**Activity**
Each line below with the string "micro" should be copied.

(Exercise material)

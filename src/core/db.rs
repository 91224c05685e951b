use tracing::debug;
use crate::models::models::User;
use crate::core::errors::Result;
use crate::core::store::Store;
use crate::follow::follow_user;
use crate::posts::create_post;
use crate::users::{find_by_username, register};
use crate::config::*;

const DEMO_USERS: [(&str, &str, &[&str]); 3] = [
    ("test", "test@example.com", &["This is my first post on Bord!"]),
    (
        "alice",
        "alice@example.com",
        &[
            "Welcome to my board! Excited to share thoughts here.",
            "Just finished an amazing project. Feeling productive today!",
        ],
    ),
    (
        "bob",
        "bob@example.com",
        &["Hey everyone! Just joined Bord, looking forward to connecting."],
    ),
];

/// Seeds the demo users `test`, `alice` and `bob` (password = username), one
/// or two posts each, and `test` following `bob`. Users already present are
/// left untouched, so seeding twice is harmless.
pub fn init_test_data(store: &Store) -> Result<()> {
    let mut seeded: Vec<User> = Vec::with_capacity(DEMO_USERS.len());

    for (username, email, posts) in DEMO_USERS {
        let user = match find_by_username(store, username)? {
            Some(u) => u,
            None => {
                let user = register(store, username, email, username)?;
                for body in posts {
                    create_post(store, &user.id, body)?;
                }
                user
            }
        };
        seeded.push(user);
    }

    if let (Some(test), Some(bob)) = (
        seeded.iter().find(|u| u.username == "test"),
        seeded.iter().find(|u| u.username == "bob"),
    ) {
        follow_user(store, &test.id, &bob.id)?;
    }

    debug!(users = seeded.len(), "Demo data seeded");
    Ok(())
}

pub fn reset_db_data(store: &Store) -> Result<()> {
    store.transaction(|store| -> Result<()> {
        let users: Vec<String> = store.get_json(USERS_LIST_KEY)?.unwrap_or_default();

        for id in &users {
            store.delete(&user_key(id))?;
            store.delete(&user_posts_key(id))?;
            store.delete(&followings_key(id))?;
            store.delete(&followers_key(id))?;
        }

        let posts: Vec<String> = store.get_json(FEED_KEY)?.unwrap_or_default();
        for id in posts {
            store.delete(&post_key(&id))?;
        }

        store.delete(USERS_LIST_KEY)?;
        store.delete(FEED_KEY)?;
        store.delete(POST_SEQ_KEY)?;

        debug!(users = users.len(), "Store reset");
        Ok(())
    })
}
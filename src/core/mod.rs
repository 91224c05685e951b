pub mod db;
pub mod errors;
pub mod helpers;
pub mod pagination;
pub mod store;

(End Exercise material)
(Exercise material)

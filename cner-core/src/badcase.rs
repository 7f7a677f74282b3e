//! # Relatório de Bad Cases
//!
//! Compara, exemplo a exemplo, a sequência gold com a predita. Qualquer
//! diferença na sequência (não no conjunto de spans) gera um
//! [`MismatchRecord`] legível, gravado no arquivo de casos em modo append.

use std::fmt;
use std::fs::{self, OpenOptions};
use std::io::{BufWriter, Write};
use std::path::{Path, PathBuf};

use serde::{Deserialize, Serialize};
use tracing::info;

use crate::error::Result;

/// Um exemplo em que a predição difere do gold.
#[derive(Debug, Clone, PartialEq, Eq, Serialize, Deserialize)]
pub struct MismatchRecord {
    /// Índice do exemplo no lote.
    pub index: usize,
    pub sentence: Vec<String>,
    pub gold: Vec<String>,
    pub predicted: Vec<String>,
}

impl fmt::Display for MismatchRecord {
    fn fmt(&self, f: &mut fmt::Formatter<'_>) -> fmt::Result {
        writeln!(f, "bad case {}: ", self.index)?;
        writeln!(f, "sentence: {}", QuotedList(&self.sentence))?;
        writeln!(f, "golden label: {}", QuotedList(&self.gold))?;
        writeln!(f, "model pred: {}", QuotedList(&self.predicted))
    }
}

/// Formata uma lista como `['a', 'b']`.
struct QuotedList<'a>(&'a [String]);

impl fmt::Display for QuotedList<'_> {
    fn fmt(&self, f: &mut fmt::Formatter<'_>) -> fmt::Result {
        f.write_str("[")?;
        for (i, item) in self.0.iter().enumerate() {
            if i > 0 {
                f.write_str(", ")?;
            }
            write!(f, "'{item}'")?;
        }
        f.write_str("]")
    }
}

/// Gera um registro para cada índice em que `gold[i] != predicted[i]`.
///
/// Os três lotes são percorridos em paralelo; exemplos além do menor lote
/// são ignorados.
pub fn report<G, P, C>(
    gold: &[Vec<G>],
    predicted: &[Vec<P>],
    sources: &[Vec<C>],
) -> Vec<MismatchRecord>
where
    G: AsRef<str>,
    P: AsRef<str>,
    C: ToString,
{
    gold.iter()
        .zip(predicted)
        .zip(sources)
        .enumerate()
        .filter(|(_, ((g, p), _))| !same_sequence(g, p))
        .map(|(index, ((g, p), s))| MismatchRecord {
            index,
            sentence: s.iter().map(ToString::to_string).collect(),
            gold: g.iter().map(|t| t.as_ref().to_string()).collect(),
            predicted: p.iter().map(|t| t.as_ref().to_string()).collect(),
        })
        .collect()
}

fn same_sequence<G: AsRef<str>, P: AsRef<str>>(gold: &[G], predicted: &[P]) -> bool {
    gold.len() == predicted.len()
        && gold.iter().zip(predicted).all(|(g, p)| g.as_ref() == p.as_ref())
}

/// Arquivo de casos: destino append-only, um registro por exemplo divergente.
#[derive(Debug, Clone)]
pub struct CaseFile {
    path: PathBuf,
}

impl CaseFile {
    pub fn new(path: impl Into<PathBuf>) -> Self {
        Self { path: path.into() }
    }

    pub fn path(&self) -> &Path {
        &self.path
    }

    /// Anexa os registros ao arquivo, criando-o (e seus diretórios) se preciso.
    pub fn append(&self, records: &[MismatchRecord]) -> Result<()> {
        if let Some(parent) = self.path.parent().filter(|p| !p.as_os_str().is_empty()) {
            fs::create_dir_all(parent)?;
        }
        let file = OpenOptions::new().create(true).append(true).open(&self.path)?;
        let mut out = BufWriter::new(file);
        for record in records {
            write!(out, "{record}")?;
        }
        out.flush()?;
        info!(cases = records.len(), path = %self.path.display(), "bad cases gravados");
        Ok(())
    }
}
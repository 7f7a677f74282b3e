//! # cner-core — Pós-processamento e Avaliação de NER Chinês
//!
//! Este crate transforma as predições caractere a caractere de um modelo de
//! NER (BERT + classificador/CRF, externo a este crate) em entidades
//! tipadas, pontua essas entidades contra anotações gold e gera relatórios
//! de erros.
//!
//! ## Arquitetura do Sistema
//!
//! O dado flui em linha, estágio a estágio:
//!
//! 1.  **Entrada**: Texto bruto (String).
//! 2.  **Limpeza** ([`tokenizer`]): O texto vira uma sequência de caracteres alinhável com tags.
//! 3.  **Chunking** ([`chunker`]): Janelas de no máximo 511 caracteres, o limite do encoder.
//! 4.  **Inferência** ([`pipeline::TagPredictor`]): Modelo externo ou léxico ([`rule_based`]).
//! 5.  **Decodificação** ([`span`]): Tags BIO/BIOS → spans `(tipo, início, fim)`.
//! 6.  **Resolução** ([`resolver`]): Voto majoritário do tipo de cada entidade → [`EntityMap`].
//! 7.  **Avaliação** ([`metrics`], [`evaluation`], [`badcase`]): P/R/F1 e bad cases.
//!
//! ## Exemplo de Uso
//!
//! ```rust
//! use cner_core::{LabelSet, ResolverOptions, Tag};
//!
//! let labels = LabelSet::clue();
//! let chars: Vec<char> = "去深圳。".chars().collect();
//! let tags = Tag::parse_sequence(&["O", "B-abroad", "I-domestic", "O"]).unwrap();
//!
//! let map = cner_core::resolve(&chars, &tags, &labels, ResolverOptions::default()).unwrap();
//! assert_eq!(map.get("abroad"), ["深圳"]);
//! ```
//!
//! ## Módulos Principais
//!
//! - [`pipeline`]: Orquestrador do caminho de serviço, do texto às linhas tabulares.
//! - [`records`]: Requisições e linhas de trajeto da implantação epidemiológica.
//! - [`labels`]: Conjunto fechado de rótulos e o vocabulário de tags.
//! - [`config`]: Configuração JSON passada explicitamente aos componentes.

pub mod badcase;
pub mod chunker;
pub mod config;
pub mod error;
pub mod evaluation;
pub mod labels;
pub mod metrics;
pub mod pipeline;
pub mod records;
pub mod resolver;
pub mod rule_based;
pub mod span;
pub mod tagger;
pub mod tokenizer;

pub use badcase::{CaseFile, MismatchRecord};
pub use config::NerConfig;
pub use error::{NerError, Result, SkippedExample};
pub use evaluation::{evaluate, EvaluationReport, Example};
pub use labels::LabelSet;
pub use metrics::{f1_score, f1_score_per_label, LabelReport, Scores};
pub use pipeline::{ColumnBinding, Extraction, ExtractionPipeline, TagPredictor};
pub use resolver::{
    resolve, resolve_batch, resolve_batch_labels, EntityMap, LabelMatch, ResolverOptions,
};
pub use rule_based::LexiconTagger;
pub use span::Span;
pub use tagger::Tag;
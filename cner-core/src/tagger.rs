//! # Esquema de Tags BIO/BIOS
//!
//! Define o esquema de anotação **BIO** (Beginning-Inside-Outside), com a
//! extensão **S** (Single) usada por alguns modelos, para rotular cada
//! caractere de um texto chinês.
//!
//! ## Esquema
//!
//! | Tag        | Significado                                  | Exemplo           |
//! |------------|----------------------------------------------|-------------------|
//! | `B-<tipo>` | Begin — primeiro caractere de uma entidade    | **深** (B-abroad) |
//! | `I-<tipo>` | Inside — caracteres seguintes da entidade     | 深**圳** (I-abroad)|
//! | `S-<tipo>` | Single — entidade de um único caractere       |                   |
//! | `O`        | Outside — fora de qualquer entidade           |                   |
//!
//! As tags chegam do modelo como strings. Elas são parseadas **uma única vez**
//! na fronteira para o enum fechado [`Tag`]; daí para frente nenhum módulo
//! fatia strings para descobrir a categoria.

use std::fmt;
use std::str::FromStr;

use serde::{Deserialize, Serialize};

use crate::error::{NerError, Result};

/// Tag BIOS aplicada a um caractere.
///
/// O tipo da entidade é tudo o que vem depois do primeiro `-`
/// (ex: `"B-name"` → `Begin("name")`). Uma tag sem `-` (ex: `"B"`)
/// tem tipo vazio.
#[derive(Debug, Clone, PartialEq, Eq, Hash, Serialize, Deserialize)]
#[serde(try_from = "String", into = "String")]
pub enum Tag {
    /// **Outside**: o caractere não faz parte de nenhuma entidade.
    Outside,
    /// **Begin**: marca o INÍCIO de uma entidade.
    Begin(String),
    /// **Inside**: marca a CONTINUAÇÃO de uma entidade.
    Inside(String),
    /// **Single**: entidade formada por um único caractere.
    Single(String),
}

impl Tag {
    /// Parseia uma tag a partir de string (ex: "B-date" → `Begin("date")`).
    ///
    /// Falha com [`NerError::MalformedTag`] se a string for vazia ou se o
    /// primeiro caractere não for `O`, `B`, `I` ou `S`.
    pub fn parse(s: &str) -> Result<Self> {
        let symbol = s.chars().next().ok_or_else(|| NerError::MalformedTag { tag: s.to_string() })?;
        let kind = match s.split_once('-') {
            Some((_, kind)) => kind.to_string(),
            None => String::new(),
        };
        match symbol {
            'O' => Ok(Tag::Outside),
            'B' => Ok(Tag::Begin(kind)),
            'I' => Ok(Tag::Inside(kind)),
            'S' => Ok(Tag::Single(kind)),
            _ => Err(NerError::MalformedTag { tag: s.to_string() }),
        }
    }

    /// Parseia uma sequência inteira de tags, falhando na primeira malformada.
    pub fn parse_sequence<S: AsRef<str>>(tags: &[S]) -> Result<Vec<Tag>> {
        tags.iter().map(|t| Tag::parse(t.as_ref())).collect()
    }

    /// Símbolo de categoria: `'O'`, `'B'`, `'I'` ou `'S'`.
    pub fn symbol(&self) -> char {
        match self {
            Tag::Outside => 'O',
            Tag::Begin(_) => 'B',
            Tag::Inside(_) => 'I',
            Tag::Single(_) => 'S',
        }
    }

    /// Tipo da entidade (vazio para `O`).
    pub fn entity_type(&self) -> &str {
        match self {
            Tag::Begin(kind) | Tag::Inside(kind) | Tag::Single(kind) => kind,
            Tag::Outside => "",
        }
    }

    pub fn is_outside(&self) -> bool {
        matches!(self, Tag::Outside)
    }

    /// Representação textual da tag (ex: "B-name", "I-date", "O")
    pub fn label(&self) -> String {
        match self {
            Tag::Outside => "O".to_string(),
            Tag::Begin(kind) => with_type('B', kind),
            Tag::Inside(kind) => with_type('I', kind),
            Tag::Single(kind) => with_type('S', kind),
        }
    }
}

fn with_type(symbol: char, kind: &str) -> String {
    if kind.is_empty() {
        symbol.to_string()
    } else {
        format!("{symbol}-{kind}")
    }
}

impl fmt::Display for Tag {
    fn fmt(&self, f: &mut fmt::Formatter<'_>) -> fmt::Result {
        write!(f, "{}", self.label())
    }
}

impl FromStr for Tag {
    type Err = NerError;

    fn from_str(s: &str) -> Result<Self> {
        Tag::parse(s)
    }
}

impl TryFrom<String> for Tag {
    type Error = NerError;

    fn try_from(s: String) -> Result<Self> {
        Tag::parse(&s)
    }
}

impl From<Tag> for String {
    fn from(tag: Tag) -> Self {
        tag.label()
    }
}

(End Exercise material)
(Exercise material)

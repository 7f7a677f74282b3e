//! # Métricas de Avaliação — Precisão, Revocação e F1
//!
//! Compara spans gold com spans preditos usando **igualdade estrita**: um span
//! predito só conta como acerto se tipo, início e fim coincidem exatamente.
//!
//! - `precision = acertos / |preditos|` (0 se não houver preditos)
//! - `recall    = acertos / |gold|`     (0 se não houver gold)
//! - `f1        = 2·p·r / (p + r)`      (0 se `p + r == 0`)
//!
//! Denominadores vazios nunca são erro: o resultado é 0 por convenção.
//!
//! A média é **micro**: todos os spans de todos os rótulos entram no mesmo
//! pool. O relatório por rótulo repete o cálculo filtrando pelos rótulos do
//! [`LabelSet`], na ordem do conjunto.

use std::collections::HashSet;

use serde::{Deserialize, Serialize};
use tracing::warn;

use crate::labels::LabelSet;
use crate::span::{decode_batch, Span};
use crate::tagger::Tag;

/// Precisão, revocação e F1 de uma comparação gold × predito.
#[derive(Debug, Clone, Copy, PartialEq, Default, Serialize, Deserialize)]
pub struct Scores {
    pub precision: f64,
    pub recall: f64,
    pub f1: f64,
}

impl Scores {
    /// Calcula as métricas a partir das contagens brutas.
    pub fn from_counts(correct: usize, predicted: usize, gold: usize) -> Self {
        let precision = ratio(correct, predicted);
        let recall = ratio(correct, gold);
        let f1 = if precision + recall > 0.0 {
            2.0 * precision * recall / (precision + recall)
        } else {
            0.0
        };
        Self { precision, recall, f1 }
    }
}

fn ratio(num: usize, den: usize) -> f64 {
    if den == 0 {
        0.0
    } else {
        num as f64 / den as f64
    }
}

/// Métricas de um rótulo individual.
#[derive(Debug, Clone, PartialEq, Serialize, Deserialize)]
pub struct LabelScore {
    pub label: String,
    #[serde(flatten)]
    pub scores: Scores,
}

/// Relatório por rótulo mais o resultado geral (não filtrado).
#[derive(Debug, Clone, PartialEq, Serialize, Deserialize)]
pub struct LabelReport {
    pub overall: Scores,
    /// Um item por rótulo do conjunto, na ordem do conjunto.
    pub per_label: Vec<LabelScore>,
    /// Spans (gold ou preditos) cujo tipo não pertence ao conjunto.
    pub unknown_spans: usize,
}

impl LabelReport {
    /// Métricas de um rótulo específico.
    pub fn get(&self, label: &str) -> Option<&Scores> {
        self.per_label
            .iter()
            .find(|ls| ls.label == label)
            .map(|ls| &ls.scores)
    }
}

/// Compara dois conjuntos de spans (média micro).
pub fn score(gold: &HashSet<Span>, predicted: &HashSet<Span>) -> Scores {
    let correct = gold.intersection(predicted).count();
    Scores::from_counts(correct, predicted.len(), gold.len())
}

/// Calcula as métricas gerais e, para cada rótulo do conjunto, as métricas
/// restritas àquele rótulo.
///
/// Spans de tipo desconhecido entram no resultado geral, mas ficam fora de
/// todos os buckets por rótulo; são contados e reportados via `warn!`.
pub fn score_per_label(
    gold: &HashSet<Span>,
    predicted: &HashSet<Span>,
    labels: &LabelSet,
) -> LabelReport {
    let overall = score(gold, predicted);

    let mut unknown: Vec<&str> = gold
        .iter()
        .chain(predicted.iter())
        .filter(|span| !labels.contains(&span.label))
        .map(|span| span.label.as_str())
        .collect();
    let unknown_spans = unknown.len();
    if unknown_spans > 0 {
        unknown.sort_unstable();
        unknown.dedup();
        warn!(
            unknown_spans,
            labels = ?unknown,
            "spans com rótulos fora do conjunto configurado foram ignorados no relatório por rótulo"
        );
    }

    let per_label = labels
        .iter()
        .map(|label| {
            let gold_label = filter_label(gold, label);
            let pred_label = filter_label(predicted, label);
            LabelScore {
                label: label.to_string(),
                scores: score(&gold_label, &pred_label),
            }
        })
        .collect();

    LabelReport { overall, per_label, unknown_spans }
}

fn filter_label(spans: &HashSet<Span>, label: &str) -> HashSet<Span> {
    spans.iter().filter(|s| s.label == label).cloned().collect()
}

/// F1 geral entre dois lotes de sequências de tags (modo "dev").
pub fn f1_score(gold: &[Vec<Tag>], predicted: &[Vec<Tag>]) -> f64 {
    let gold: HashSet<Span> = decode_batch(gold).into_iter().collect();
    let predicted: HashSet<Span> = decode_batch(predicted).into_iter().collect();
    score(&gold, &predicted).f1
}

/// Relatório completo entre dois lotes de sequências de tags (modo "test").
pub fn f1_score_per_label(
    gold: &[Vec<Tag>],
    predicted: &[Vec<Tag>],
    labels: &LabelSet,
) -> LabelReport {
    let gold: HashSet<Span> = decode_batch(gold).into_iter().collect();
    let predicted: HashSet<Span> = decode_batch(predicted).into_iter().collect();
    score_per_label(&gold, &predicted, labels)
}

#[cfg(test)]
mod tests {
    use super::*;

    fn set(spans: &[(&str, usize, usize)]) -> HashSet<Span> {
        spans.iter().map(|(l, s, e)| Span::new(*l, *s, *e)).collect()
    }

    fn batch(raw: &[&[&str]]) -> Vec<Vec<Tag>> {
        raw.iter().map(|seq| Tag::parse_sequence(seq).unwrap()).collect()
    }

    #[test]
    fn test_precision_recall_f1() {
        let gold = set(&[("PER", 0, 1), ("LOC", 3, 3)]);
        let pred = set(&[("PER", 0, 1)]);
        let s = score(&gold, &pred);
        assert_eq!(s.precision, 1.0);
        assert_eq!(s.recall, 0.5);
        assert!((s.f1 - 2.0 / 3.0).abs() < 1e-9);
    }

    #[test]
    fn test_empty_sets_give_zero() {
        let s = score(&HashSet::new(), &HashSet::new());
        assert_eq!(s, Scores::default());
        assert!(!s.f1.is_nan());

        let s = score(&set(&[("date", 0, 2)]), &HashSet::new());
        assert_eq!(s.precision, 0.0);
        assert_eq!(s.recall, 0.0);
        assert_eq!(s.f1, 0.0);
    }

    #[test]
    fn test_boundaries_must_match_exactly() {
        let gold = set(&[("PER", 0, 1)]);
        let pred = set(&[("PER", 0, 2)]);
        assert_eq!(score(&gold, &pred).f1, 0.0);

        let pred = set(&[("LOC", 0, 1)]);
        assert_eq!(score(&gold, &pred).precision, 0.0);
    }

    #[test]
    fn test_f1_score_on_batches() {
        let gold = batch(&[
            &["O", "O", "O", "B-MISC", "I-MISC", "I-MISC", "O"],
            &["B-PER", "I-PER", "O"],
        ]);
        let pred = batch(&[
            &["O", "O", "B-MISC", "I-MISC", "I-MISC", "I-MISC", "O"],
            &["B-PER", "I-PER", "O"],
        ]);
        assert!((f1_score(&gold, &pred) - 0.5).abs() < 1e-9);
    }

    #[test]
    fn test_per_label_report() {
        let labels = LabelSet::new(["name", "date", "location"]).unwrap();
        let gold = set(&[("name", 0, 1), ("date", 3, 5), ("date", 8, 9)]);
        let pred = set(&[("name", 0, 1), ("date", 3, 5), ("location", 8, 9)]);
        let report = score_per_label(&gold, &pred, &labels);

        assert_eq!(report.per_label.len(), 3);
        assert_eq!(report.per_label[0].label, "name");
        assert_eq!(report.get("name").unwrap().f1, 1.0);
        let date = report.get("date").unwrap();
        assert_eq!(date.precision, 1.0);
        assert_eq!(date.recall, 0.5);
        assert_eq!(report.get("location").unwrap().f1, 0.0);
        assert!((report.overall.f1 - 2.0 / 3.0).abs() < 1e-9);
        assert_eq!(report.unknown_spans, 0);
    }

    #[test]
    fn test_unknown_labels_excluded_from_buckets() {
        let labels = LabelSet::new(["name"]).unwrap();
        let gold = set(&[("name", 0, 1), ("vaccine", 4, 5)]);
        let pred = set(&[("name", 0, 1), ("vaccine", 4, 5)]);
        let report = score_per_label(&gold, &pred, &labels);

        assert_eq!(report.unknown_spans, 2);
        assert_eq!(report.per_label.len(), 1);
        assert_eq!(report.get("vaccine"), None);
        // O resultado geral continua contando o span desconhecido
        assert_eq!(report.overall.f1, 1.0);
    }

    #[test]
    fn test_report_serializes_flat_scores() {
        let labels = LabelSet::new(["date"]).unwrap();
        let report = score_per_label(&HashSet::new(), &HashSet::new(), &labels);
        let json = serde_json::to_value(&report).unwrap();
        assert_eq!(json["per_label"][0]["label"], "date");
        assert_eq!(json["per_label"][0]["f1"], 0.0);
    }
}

(End Exercise material)

**Answer for this exercise**
//! A média é **micro**: todos os spans de todos os rótulos entram no mesmo
/// Compara dois conjuntos de spans (média micro).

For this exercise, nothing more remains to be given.